___ RECORDS SHOWN
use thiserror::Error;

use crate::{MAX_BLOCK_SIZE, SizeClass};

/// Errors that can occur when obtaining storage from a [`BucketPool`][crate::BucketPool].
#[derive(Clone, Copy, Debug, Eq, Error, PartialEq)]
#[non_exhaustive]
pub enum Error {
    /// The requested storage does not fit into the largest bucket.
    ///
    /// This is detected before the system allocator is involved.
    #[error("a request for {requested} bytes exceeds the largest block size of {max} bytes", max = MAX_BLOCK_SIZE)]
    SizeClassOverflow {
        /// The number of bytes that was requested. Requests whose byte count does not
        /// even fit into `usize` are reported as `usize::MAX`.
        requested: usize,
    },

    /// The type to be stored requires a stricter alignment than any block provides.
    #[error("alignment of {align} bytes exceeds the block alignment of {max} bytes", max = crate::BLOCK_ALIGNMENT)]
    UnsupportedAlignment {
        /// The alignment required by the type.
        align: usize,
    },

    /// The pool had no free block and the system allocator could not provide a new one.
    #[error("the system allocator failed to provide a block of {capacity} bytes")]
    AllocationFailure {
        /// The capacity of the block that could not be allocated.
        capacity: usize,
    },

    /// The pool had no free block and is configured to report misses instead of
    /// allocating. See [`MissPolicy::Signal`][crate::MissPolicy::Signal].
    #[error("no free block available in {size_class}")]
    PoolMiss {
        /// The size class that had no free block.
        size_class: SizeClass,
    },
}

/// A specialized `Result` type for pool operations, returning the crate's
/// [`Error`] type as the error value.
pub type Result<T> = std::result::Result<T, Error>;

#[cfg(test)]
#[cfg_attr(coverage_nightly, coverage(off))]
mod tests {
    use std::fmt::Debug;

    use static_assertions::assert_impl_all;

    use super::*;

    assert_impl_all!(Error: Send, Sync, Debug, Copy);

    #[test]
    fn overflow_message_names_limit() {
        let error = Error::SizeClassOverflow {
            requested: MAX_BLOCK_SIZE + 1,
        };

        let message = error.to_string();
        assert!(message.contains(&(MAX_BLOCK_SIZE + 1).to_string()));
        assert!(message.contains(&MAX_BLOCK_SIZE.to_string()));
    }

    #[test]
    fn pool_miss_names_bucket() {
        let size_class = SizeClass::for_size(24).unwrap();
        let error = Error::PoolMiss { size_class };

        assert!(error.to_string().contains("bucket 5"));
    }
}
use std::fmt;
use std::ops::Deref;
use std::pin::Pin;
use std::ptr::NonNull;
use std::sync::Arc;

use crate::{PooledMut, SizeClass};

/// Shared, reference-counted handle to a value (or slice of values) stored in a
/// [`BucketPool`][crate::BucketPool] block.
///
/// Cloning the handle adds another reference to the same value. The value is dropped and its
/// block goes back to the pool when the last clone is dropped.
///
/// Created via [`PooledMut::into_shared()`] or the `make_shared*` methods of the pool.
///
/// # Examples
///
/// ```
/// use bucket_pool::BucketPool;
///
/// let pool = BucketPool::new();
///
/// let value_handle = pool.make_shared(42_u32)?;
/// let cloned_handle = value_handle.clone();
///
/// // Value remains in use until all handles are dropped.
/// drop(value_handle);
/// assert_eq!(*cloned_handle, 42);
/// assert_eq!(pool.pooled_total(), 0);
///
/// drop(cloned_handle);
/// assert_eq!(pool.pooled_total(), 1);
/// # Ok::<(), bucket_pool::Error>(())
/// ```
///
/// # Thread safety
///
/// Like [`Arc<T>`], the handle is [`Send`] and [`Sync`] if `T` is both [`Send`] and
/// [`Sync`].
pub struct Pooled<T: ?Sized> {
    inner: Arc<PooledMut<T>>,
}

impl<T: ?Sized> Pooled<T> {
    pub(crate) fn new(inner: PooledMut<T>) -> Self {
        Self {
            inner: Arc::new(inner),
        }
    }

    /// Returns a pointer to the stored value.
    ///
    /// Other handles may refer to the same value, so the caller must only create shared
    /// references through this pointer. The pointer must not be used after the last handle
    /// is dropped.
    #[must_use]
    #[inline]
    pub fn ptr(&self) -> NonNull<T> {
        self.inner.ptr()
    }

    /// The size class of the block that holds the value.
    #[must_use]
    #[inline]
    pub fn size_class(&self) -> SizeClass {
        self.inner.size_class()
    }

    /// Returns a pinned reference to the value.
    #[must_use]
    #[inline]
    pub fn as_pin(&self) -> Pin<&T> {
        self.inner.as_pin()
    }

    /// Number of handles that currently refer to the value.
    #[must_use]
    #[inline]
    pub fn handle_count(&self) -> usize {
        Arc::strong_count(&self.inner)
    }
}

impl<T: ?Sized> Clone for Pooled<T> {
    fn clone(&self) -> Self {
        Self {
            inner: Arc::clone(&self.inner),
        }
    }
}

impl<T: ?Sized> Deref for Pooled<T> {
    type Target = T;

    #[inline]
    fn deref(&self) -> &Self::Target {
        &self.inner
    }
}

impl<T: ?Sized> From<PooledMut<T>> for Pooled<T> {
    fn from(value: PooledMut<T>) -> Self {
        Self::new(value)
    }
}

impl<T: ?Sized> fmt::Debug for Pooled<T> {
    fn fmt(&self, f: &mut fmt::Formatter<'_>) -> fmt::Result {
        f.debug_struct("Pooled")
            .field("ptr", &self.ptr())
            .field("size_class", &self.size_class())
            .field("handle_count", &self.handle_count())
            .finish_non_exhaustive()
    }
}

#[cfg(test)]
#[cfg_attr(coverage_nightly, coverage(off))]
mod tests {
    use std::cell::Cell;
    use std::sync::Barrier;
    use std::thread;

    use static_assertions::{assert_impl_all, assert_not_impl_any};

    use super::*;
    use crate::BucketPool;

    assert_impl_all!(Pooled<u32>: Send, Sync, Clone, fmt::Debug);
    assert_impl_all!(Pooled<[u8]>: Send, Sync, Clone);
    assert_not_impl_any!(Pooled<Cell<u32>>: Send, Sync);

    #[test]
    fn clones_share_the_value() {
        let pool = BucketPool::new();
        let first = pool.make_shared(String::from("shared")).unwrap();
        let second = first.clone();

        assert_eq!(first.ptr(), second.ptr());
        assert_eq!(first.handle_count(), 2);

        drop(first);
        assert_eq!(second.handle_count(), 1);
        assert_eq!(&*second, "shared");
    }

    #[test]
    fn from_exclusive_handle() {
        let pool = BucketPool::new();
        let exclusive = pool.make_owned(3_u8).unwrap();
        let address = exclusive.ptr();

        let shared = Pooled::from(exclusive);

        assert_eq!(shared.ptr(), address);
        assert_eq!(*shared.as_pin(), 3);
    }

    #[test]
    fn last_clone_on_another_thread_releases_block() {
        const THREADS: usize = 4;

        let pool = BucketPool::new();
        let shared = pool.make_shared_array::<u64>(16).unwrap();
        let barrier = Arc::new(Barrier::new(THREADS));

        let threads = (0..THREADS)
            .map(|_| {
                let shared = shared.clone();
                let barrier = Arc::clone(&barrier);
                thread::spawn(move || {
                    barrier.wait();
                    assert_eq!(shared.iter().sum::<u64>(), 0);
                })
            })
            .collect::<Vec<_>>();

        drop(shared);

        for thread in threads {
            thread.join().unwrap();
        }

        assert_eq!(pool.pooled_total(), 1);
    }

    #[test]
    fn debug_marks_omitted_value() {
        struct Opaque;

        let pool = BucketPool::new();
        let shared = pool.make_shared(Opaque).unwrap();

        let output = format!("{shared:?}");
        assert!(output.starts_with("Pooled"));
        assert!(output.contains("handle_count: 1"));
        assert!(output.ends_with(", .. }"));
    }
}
______
--- WORK INSTRUCTION ---
Return the lines above exactly, keeping every word.

--- RESULT OF THIS TASK ---
use thiserror::Error;

use crate::{MAX_BLOCK_SIZE, SizeClass};

/// Errors that can occur when obtaining storage from a [`BucketPool`][crate::BucketPool].
#[derive(Clone, Copy, Debug, Eq, Error, PartialEq)]
#[non_exhaustive]
pub enum Error {
    /// The requested storage does not fit into the largest bucket.
    ///
    /// This is detected before the system allocator is involved.
    #[error("a request for {requested} bytes exceeds the largest block size of {max} bytes", max = MAX_BLOCK_SIZE)]
    SizeClassOverflow {
        /// The number of bytes that was requested. Requests whose byte count does not
        /// even fit into `usize` are reported as `usize::MAX`.
        requested: usize,
    },

    /// The type to be stored requires a stricter alignment than any block provides.
    #[error("alignment of {align} bytes exceeds the block alignment of {max} bytes", max = crate::BLOCK_ALIGNMENT)]
    UnsupportedAlignment {
        /// The alignment required by the type.
        align: usize,
    },

    /// The pool had no free block and the system allocator could not provide a new one.
    #[error("the system allocator failed to provide a block of {capacity} bytes")]
    AllocationFailure {
        /// The capacity of the block that could not be allocated.
        capacity: usize,
    },

    /// The pool had no free block and is configured to report misses instead of
    /// allocating. See [`MissPolicy::Signal`][crate::MissPolicy::Signal].
    #[error("no free block available in {size_class}")]
    PoolMiss {
        /// The size class that had no free block.
        size_class: SizeClass,
    },
}

/// A specialized `Result` type for pool operations, returning the crate's
/// [`Error`] type as the error value.
pub type Result<T> = std::result::Result<T, Error>;

#[cfg(test)]
#[cfg_attr(coverage_nightly, coverage(off))]
mod tests {
    use std::fmt::Debug;

    use static_assertions::assert_impl_all;

    use super::*;

    assert_impl_all!(Error: Send, Sync, Debug, Copy);

    #[test]
    fn overflow_message_names_limit() {
        let error = Error::SizeClassOverflow {
            requested: MAX_BLOCK_SIZE + 1,
        };

        let message = error.to_string();
        assert!(message.contains(&(MAX_BLOCK_SIZE + 1).to_string()));
        assert!(message.contains(&MAX_BLOCK_SIZE.to_string()));
    }

    #[test]
    fn pool_miss_names_bucket() {
        let size_class = SizeClass::for_size(24).unwrap();
        let error = Error::PoolMiss { size_class };

        assert!(error.to_string().contains("bucket 5"));
    }
}
use std::fmt;
use std::ops::Deref;
use std::pin::Pin;
use std::ptr::NonNull;
use std::sync::Arc;

use crate::{PooledMut, SizeClass};

/// Shared, reference-counted handle to a value (or slice of values) stored in a
/// [`BucketPool`][crate::BucketPool] block.
///
/// Cloning the handle adds another reference to the same value. The value is dropped and its
/// block goes back to the pool when the last clone is dropped.
///
/// Created via [`PooledMut::into_shared()`] or the `make_shared*` methods of the pool.
///
/// # Examples
///
/// ```
/// use bucket_pool::BucketPool;
///
/// let pool = BucketPool::new();
///
/// let value_handle = pool.make_shared(42_u32)?;
/// let cloned_handle = value_handle.clone();
///
/// // Value remains in use until all handles are dropped.
/// drop(value_handle);
/// assert_eq!(*cloned_handle, 42);
/// assert_eq!(pool.pooled_total(), 0);
///
/// drop(cloned_handle);
/// assert_eq!(pool.pooled_total(), 1);
/// # Ok::<(), bucket_pool::Error>(())
/// ```
///
/// # Thread safety
///
/// Like [`Arc<T>`], the handle is [`Send`] and [`Sync`] if `T` is both [`Send`] and
/// [`Sync`].
pub struct Pooled<T: ?Sized> {
    inner: Arc<PooledMut<T>>,
}

impl<T: ?Sized> Pooled<T> {
    pub(crate) fn new(inner: PooledMut<T>) -> Self {
        Self {
            inner: Arc::new(inner),
        }
    }

    /// Returns a pointer to the stored value.
    ///
    /// Other handles may refer to the same value, so the caller must only create shared
    /// references through this pointer. The pointer must not be used after the last handle
    /// is dropped.
    #[must_use]
    #[inline]
    pub fn ptr(&self) -> NonNull<T> {
        self.inner.ptr()
    }

    /// The size class of the block that holds the value.
    #[must_use]
    #[inline]
    pub fn size_class(&self) -> SizeClass {
        self.inner.size_class()
    }

    /// Returns a pinned reference to the value.
    #[must_use]
    #[inline]
    pub fn as_pin(&self) -> Pin<&T> {
        self.inner.as_pin()
    }

    /// Number of handles that currently refer to the value.
    #[must_use]
    #[inline]
    pub fn handle_count(&self) -> usize {
        Arc::strong_count(&self.inner)
    }
}

impl<T: ?Sized> Clone for Pooled<T> {
    fn clone(&self) -> Self {
        Self {
            inner: Arc::clone(&self.inner),
        }
    }
}

impl<T: ?Sized> Deref for Pooled<T> {
    type Target = T;

    #[inline]
    fn deref(&self) -> &Self::Target {
        &self.inner
    }
}

impl<T: ?Sized> From<PooledMut<T>> for Pooled<T> {
    fn from(value: PooledMut<T>) -> Self {
        Self::new(value)
    }
}

impl<T: ?Sized> fmt::Debug for Pooled<T> {
    fn fmt(&self, f: &mut fmt::Formatter<'_>) -> fmt::Result {
        f.debug_struct("Pooled")
            .field("ptr", &self.ptr())
            .field("size_class", &self.size_class())
            .field("handle_count", &self.handle_count())
            .finish_non_exhaustive()
    }
}

#[cfg(test)]
#[cfg_attr(coverage_nightly, coverage(off))]
mod tests {
    use std::cell::Cell;
    use std::sync::Barrier;
    use std::thread;

    use static_assertions::{assert_impl_all, assert_not_impl_any};

    use super::*;
    use crate::BucketPool;

    assert_impl_all!(Pooled<u32>: Send, Sync, Clone, fmt::Debug);
    assert_impl_all!(Pooled<[u8]>: Send, Sync, Clone);
    assert_not_impl_any!(Pooled<Cell<u32>>: Send, Sync);

    #[test]
    fn clones_share_the_value() {
        let pool = BucketPool::new();
        let first = pool.make_shared(String::from("shared")).unwrap();
        let second = first.clone();

        assert_eq!(first.ptr(), second.ptr());
        assert_eq!(first.handle_count(), 2);

        drop(first);
        assert_eq!(second.handle_count(), 1);
        assert_eq!(&*second, "shared");
    }

    #[test]
    fn from_exclusive_handle() {
        let pool = BucketPool::new();
        let exclusive = pool.make_owned(3_u8).unwrap();
        let address = exclusive.ptr();

        let shared = Pooled::from(exclusive);

        assert_eq!(shared.ptr(), address);
        assert_eq!(*shared.as_pin(), 3);
    }

    #[test]
    fn last_clone_on_another_thread_releases_block() {
        const THREADS: usize = 4;

        let pool = BucketPool::new();
        let shared = pool.make_shared_array::<u64>(16).unwrap();
        let barrier = Arc::new(Barrier::new(THREADS));

        let threads = (0..THREADS)
            .map(|_| {
                let shared = shared.clone();
                let barrier = Arc::clone(&barrier);
                thread::spawn(move || {
                    barrier.wait();
                    assert_eq!(shared.iter().sum::<u64>(), 0);
                })
            })
            .collect::<Vec<_>>();

        drop(shared);

        for thread in threads {
            thread.join().unwrap();
        }

        assert_eq!(pool.pooled_total(), 1);
    }

    #[test]
    fn debug_marks_omitted_value() {
        struct Opaque;

        let pool = BucketPool::new();
        let shared = pool.make_shared(Opaque).unwrap();

        let output = format!("{shared:?}");
        assert!(output.starts_with("Pooled"));
        assert!(output.contains("handle_count: 1"));
        assert!(output.ends_with(", .. }"));
    }
}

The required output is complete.